To Egon Gottfrey, on the trail of Ancel and Clare Hawk, the city of Beaumont, Texas, appears to be more detailed than Worstead, where all this began. But the Unknown Playwright is still sketching the locale rather than painting it in fullest depth and color.

Behind the wheel of his Rhino GX, Gottfrey follows Tucker Treadmont’s GMC Terrain through the outskirts of the city into open country, Rupert and Vince close behind in their Jeep Wrangler. This solemn train of black vehicles feels like a funeral procession sans corpse, though it’s easy enough to make a corpse if one is needed.

Along a two-lane blacktop, they come into fields of coarse matted grass and tortured weeds from some of which depend clusters of pale bladders the size of thumbs. At certain times of the year, perhaps portions of this land become marshes from which, at dusk, clouds of mosquitoes rise in such great numbers that they blacken the sky even before the last light has gone from it.

The GMC Terrain slows, signals a right turn, leaves the pavement for the wide shoulder of the road, and comes to a stop. Gottfrey parks behind it, Rupert Baldwin behind Gottfrey.

Treadmont waits in front of his vehicle, frowning at the grim sky, drawing deep breaths and snorting them out, as though he is part hound and can assess the potential of the storm by the scent that it imparts to the air. For whatever reason, the nipples of his man breasts have stiffened against his pale-blue polo shirt, a sight about as erotic as a squashed cockroach.

“Why have we stopped?” Gottfrey asks.

“This is where I left them, the cowboy dude and his woman. This is where they wanted to go.”

Gottfrey and his men survey their surroundings with puzzlement.

Vince Penn says, “This is like the middle of nowhere. There’s nothing. There’s no place they could go. It’s just fields. Just empty fields is all it is.”

Pointing ahead and to the right, toward a narrow dirt lane that branches off the blacktop, Treadmont says, “The last I saw them, they were walkin’ that way.”

In the distance, what might be a house and two outbuildings—or a mirage—imprint their small dark shapes on the landscape.

“Did they say who lives there?” Gottfrey asks.

“I didn’t ask, they didn’t say, and I don’t care.”

“Why didn’t they want you to drive them over there? Didn’t that seem odd to you?”

“Mister, maybe half of everythin’ that happens in life seems odd as hell to me, most of it stranger than this. Now I got a livin’ to make.”

When Treadmont drives away, Rupert Baldwin squints at the distant buildings. “If we drive in, they’ll for sure hear us coming. What do you say we walk it?”

Like Rupert and Vince, Gottfrey is carrying a pistol on his right hip. He also has a snub-nosed revolver in an ankle holster. The three of them set out on foot.


9


THE LIVING ROOM AT THE CORRIGAN HOUSE is furnished for comfort, with a deep sofa of no particular style and three massive recliners, everything aimed at a big-screen television. Otherwise, the theme of the décor is nautical. The reproduced paintings of sailing ships in calm and stormy seas are the quality that big hotel chains purchase by the thousands. One lamp base is sheathed in artfully arranged seashells; another features a porcelain mermaid topped by a painted shade on which porpoises cavort.

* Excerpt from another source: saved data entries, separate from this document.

/// Value shape a fast-path field expects; decides which tokens `scan_field`
/// may consume on its own.
#[derive(Debug, Clone, Copy, PartialEq, Eq)]
pub enum ScanKind {
    /// `true` / `false`
    Bool,
    /// integer literal
    Int,
    /// any number literal
    Float,
    /// any number literal, parsed exactly
    Decimal,
    /// string literal
    Str,
    /// integer (epoch millis) or string
    Date,
    /// anything else: the field deserializer reads the value
    Value,
}

/// Outcome of [`JsonLexer::scan_field`].
#[derive(Debug, Clone, PartialEq)]
pub enum FieldMatch {
    /// Key and value consumed; the current token is the `,` after the value.
    Full(Scalar),
    /// Key and value consumed, and the closing `}` after them.
    End(Scalar),
    /// Key consumed, value was `null`; `end` tells whether `}` followed and was consumed.
    Null {
        /// whether the object ended
        end: bool,
    },
    /// Key consumed; the current token is the first token of the value.
    NamePending,
    /// The current key is not the expected one. Nothing was consumed.
    NoMatch,
}

/// Saved lexer position, for re-reading a value.
#[derive(Debug, Clone, Copy, PartialEq, Eq)]
pub struct Snapshot {
    start: usize,
}

/// JSON lexer over a string slice.
pub struct JsonLexer<'a> {
    input: &'a str,
    pos: usize,
    start: usize,
    token: TokenKind,
    string: String,
    single_quotes: bool,
}
//! 64-bit FNV-1a hashing of field and constant names.
//!
//! Three flavours are used by the match tables:
//! - [`fnv1a_64`]: the exact bytes of a name;
//! - [`fnv1a_64_folded`]: ASCII-lowercased, used for case-insensitive enum lookup;
//! - [`fnv1a_64_smart`]: ASCII-lowercased with `_` and `-` removed, used for smart
//!   field matching (`user_name`, `UserName` and `user-name` all collide on purpose).

const OFFSET_BASIS: u64 = 0xcbf2_9ce4_8422_2325;
const PRIME: u64 = 0x0000_0100_0000_01b3;

/// Hash the exact bytes of `name`.
pub const fn fnv1a_64(name: &str) -> u64 {
    let bytes = name.as_bytes();
    let mut hash = OFFSET_BASIS;
    let mut i = 0;
    while i < bytes.len() {
        hash ^= bytes[i] as u64;
        hash = hash.wrapping_mul(PRIME);
        i += 1;
    }
    hash
}

/// Hash `name` with ASCII letters lowercased.
pub const fn fnv1a_64_folded(name: &str) -> u64 {
    let bytes = name.as_bytes();
    let mut hash = OFFSET_BASIS;
    let mut i = 0;
    while i < bytes.len() {
        hash ^= bytes[i].to_ascii_lowercase() as u64;
        hash = hash.wrapping_mul(PRIME);
        i += 1;
    }
    hash
}

/// Hash `name` lowercased, skipping `_` and `-` separators.
pub const fn fnv1a_64_smart(name: &str) -> u64 {
    let bytes = name.as_bytes();
    let mut hash = OFFSET_BASIS;
    let mut i = 0;
    while i < bytes.len() {
        let b = bytes[i];
        if b != b'_' && b != b'-' {
            hash ^= b.to_ascii_lowercase() as u64;
            hash = hash.wrapping_mul(PRIME);
        }
        i += 1;
    }
    hash
}

#[cfg(test)]
mod tests {
    use super::*;
    use tessel_testhelpers::test;

    #[test]
    fn known_vectors() {
        assert_eq!(fnv1a_64(""), 0xcbf2_9ce4_8422_2325);
        assert_eq!(fnv1a_64("a"), 0xaf63_dc4c_8601_ec8c);
    }

    #[test]
    fn folded_ignores_case_only() {
        assert_eq!(fnv1a_64_folded("Red"), fnv1a_64("red"));
        assert_ne!(fnv1a_64_folded("re_d"), fnv1a_64("red"));
    }

    #[test]
    fn smart_ignores_case_and_separators() {
        let expected = fnv1a_64("username");
        assert_eq!(fnv1a_64_smart("user_name"), expected);
        assert_eq!(fnv1a_64_smart("UserName"), expected);
        assert_eq!(fnv1a_64_smart("user-name"), expected);
        assert_eq!(fnv1a_64_smart("_user_name"), expected);
    }
}
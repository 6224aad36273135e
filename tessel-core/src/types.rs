//! Declared semantic types of fields, parameters and top-level targets.

use alloc::boxed::Box;
use alloc::sync::Arc;
use core::fmt;

use crate::Value;

/// Name of a registered record or enum type.
///
/// Named types are resolved through the [`TypeRegistry`](crate::TypeRegistry) at
/// parse time, which is what allows recursive and mutually recursive types.
pub type TypeName = Arc<str>;

/// Scalar kinds with a zero default.
#[derive(Debug, Clone, Copy, PartialEq, Eq, Hash)]
pub enum Primitive {
    /// `true` / `false`
    Bool,
    /// 32-bit signed integer, range checked
    Int,
    /// 64-bit signed integer
    Long,
    /// 64-bit float
    Double,
}

impl Primitive {
    /// The value a primitive slot holds before anything is assigned.
    pub fn zero(self) -> Value {
        match self {
            Primitive::Bool => Value::Bool(false),
            Primitive::Int | Primitive::Long => Value::Int(0),
            Primitive::Double => Value::Float(0.0),
        }
    }

    /// Short lowercase name used in diagnostics.
    pub const fn name(self) -> &'static str {
        match self {
            Primitive::Bool => "boolean",
            Primitive::Int => "int",
            Primitive::Long => "long",
            Primitive::Double => "double",
        }
    }
}

/// Which sequence container to build for a JSON array.
#[derive(Debug, Clone, Copy, PartialEq, Eq, Hash, Default)]
pub enum SeqKind {
    /// Ordered, duplicates allowed.
    #[default]
    List,
    /// Duplicates removed.
    Set,
    /// Duplicates removed, sorted once the array is complete.
    SortedSet,
    /// Duplicates removed, insertion order kept.
    LinkedSet,
}

impl SeqKind {
    /// Whether the container drops duplicate elements.
    pub const fn is_set(self) -> bool {
        !matches!(self, SeqKind::List)
    }
}

/// Which associative container to build for a JSON object.
#[derive(Debug, Clone, PartialEq, Eq, Hash, Default)]
pub enum MapKind {
    /// Hash map.
    #[default]
    Hash,
    /// Insertion-ordered map.
    Linked,
    /// Keys sorted once the object is complete.
    Sorted,
    /// Concurrent map: null values are never stored.
    Concurrent,
    /// Keys are constants of the key enum type.
    EnumKeyed,
    /// A user map type, created empty through its default constructor.
    Custom(TypeName),
}

/// Declared semantic type of a value.
#[derive(Debug, Clone, PartialEq)]
pub enum ValueType {
    /// Non-nullable scalar; null and missing values become [`Primitive::zero`].
    Primitive(Primitive),
    /// Nullable scalar.
    Boxed(Primitive),
    /// UTF-8 string.
    Str,
    /// Arbitrary precision decimal.
    Decimal,
    /// Any numeric value, kept in the representation it was read in.
    Number,
    /// Byte array, base64 encoded on the wire.
    Bytes,
    /// Point in time.
    Date,
    /// Constant of a registered enum.
    Enum(TypeName),
    /// Instance of a registered record type.
    Record(TypeName),
    /// Sequence container.
    List {
        /// container flavour
        kind: SeqKind,
        /// element type
        elem: Box<ValueType>,
    },
    /// Associative container.
    Map {
        /// container flavour
        kind: MapKind,
        /// key type; anything other than [`ValueType::Str`] re-parses the key text
        key: Box<ValueType>,
        /// value type
        value: Box<ValueType>,
    },
    /// Error value with message, cause and stack trace.
    Throwable,
    /// Untyped: objects become linked maps, arrays become lists.
    Any,
}

impl ValueType {
    /// `boolean`
    pub const BOOL: ValueType = ValueType::Primitive(Primitive::Bool);
    /// `int`
    pub const INT: ValueType = ValueType::Primitive(Primitive::Int);
    /// `long`
    pub const LONG: ValueType = ValueType::Primitive(Primitive::Long);
    /// `double`
    pub const DOUBLE: ValueType = ValueType::Primitive(Primitive::Double);

    /// Instance of the named record type.
    pub fn record(name: impl Into<TypeName>) -> Self {
        ValueType::Record(name.into())
    }

    /// Constant of the named enum type.
    pub fn enumeration(name: impl Into<TypeName>) -> Self {
        ValueType::Enum(name.into())
    }

    /// `List<elem>`
    pub fn list(elem: ValueType) -> Self {
        Self::seq(SeqKind::List, elem)
    }

    /// Sequence of the given flavour.
    pub fn seq(kind: SeqKind, elem: ValueType) -> Self {
        ValueType::List {
            kind,
            elem: Box::new(elem),
        }
    }

    /// Hash map from string keys.
    pub fn map(value: ValueType) -> Self {
        Self::map_of(MapKind::Hash, ValueType::Str, value)
    }

    /// Map of the given flavour and key type.
    pub fn map_of(kind: MapKind, key: ValueType, value: ValueType) -> Self {
        ValueType::Map {
            kind,
            key: Box::new(key),
            value: Box::new(value),
        }
    }

    /// Whether the type is a boolean, primitive or boxed.
    pub const fn is_boolean(&self) -> bool {
        matches!(
            self,
            ValueType::Primitive(Primitive::Bool) | ValueType::Boxed(Primitive::Bool)
        )
    }

    /// The primitive kind if the type is non-nullable.
    pub const fn as_primitive(&self) -> Option<Primitive> {
        match self {
            ValueType::Primitive(p) => Some(*p),
            _ => None,
        }
    }

    /// Value of a slot of this type before anything is assigned.
    pub fn default_value(&self) -> Value {
        match self {
            ValueType::Primitive(p) => p.zero(),
            _ => Value::Null,
        }
    }
}

impl fmt::Display for ValueType {
    fn fmt(&self, f: &mut fmt::Formatter<'_>) -> fmt::Result {
        match self {
            ValueType::Primitive(p) => f.write_str(p.name()),
            ValueType::Boxed(p) => write!(f, "{}?", p.name()),
            ValueType::Str => f.write_str("string"),
            ValueType::Decimal => f.write_str("decimal"),
            ValueType::Number => f.write_str("number"),
            ValueType::Bytes => f.write_str("bytes"),
            ValueType::Date => f.write_str("date"),
            ValueType::Enum(name) | ValueType::Record(name) => f.write_str(name),
            ValueType::List { kind, elem } => {
                let container = match kind {
                    SeqKind::List => "List",
                    SeqKind::Set => "Set",
                    SeqKind::SortedSet => "SortedSet",
                    SeqKind::LinkedSet => "LinkedSet",
                };
                write!(f, "{container}<{elem}>")
            }
            ValueType::Map { key, value, .. } => write!(f, "Map<{key}, {value}>"),
            ValueType::Throwable => f.write_str("throwable"),
            ValueType::Any => f.write_str("any"),
        }
    }
}
use alloc::sync::Arc;

use tessel_core::{EnumDescriptor, EnumValue, Value};

use crate::error::{DeserError, DeserErrorKind, Result};
use crate::lexer::{Span, TokenKind};
use crate::reader::JsonReader;
use crate::Features;

/// Enum constants by ordinal or by (case-insensitive) name.
#[derive(Debug, Clone)]
pub struct EnumDeserializer {
    ty: Arc<EnumDescriptor>,
}

impl EnumDeserializer {
    /// Deserializer for constants of `ty`.
    pub fn new(ty: Arc<EnumDescriptor>) -> Self {
        Self { ty }
    }

    /// The enum type.
    pub fn ty(&self) -> &Arc<EnumDescriptor> {
        &self.ty
    }

    fn constant(&self, ordinal: usize, span: Span) -> Result<Value> {
        EnumValue::new(Arc::clone(&self.ty), ordinal)
            .map(Value::Enum)
            .ok_or_else(|| self.out_of_bounds(ordinal as i64, span))
    }

    fn out_of_bounds(&self, ordinal: i64, span: Span) -> DeserError {
        DeserError::new(
            DeserErrorKind::InvalidValue {
                message: format!(
                    "ordinal {ordinal} is out of range for `{}` ({} constants)",
                    self.ty.name(),
                    self.ty.constants().len()
                ),
            },
            span,
        )
    }

    pub(crate) fn deserialize(&self, reader: &mut JsonReader<'_>) -> Result<Value> {
        let strict = reader.config.has(Features::ERROR_ON_ENUM_NOT_MATCH);
        let lexer = &mut reader.lexer;
        let span = lexer.span();
        match lexer.token() {
            TokenKind::Null => {
                lexer.next_token()?;
                Ok(Value::Null)
            }
            TokenKind::Int => {
                let ordinal = lexer.int_value()?;
                lexer.next_token()?;
                match usize::try_from(ordinal) {
                    Ok(ordinal) => self.constant(ordinal, span),
                    Err(_) => Err(self.out_of_bounds(ordinal, span)),
                }
            }
            TokenKind::Str | TokenKind::Ident => {
                let text = lexer.take_string();
                lexer.next_token()?;
                if text.is_empty() {
                    return Ok(Value::Null);
                }
                match self.ty.lookup(&text) {
                    Some(ordinal) => self.constant(ordinal, span),
                    None if strict => Err(DeserError::new(
                        DeserErrorKind::InvalidValue {
                            message: format!(
                                "`{text}` is not a constant of `{}`",
                                self.ty.name()
                            ),
                        },
                        span,
                    )),
                    None => {
                        debug!("`{text}` matches no constant of `{}`", self.ty.name());
                        Ok(Value::Null)
                    }
                }
            }
            _ => Err(lexer.mismatch(self.ty.name())),
        }
    }
}
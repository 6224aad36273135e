//! `$ref` back-references.
//!
//! A reference whose target already exists is resolved on the spot. Anything
//! else becomes a [`ResolveTask`] bound to the slot the value would have gone
//! into, and the queue is drained in FIFO order once the root value is complete.

use alloc::string::String;
use alloc::vec::Vec;

use tessel_core::{Key, Node, NodeId, Path, Value};

use crate::context::CtxId;
use crate::error::{DeserError, DeserErrorKind, Result};
use crate::lexer::Span;
use crate::reader::ParseState;

/// What a `$ref` points at.
#[derive(Debug, Clone, PartialEq)]
pub enum RefTarget {
    /// `@`: the container holding the reference
    Current,
    /// `..`: that container's parent
    Parent,
    /// `$`: the root value
    Root,
    /// `$.a.b[0]`: a path from the root
    Path(Path),
}

impl RefTarget {
    /// Parse reference text. `None` if it is not a reference path.
    pub fn parse(text: &str) -> Option<Self> {
        match text {
            "@" => Some(RefTarget::Current),
            ".." => Some(RefTarget::Parent),
            "$" => Some(RefTarget::Root),
            _ => Path::parse(text).map(RefTarget::Path),
        }
    }
}

/// Place a resolved reference is written to.
#[derive(Debug, Clone, PartialEq)]
pub enum Slot {
    /// the document root
    Root,
    /// record field by declaration index
    Field(NodeId, usize),
    /// record extra, or an error node's member
    Extra(NodeId, String),
    /// map entry
    Entry(NodeId, Key),
    /// sequence element
    Index(NodeId, usize),
}

/// A reference waiting for its target.
#[derive(Debug, Clone)]
pub struct ResolveTask {
    /// context the reference appeared in
    pub ctx: Option<CtxId>,
    /// where it points
    pub target: RefTarget,
    /// reference as written, for diagnostics
    pub text: String,
    /// where it was written
    pub span: Span,
    /// where the value goes; unbound tasks are checked but discarded
    pub slot: Option<Slot>,
}

/// Resolve every queued task in order and write the targets into their slots.
pub(crate) fn drain(state: &mut ParseState, root: &mut Value) -> Result<()> {
    let tasks = core::mem::take(&mut state.tasks);
    let mut touched: Vec<NodeId> = Vec::new();
    trace!("draining {} deferred references", tasks.len());

    for task in tasks {
        let value = match &task.target {
            RefTarget::Current => task
                .ctx
                .and_then(|ctx| state.contexts.node(ctx))
                .map(Value::Node),
            RefTarget::Parent => task
                .ctx
                .and_then(|ctx| state.contexts.parent(ctx))
                .and_then(|ctx| state.contexts.node(ctx))
                .map(Value::Node),
            RefTarget::Root => Some(root.clone()),
            RefTarget::Path(path) => state.graph.eval(root, path).cloned(),
        };
        let Some(value) = value else {
            return Err(DeserError::new(
                DeserErrorKind::UnresolvedReference { path: task.text },
                task.span,
            ));
        };
        trace!("resolved `{}` to {:?}", task.text, value);

        let Some(slot) = task.slot else {
            continue;
        };
        match slot {
            Slot::Root => *root = value,
            Slot::Field(id, index) => {
                if let Some(Node::Record(record)) = state.graph.get_mut(id) {
                    record.set(index, value);
                }
            }
            Slot::Extra(id, name) => match state.graph.get_mut(id) {
                Some(Node::Record(record)) => record.set_extra(name, value),
                Some(Node::Error(error)) => match name.as_str() {
                    "cause" => error.cause = value,
                    "stackTrace" => error.stack_trace = value,
                    _ => {
                        error.extras.insert(name, value);
                    }
                },
                Some(Node::Map(map)) => map.insert(Key::Str(name), value),
                _ => {}
            },
            Slot::Entry(id, key) => {
                if let Some(Node::Map(map)) = state.graph.get_mut(id) {
                    map.insert(key, value);
                }
            }
            Slot::Index(id, index) => {
                if let Some(Node::Seq(seq)) = state.graph.get_mut(id) {
                    seq.set(index, value);
                    touched.push(id);
                }
            }
        }
    }

    touched.sort_unstable();
    touched.dedup();
    for id in touched {
        state.graph.renormalize(id);
    }
    Ok(())
}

Someone in this desert home yearns for the romance of the sea.

A young DHS agent whose name Carter Jergen doesn’t know—one of the Arcadian backup brigade that streamed into the valley during the past thirty-six hours—sits on the edge of one of the recliners. He smokes a cigarette, tapping the ashes into a conch shell, his hands shaking as if he’s a palsied retiree.

Radley Dubose says, “Harry, is it?”

“Yeah,” the agent says. “Harry Oliver.”

“On the phone, you called it a slaughterhouse. To me it looks like Mayberry, U.S.A.”

A tremor ages Harry’s voice to match his trembling hands. “The kitchen, the back porch. That’s where …”

Filtered through the roof and walls of the house, the sound of the windmills is not as it is outside, not like giant swords slicing the air, but rather a low, rhythmic hum. To Jergen it sounds as if some hive fills the attic, a teeming population busy wax-laying and honey-making and brewing a potent venom to ensure a lethal sting.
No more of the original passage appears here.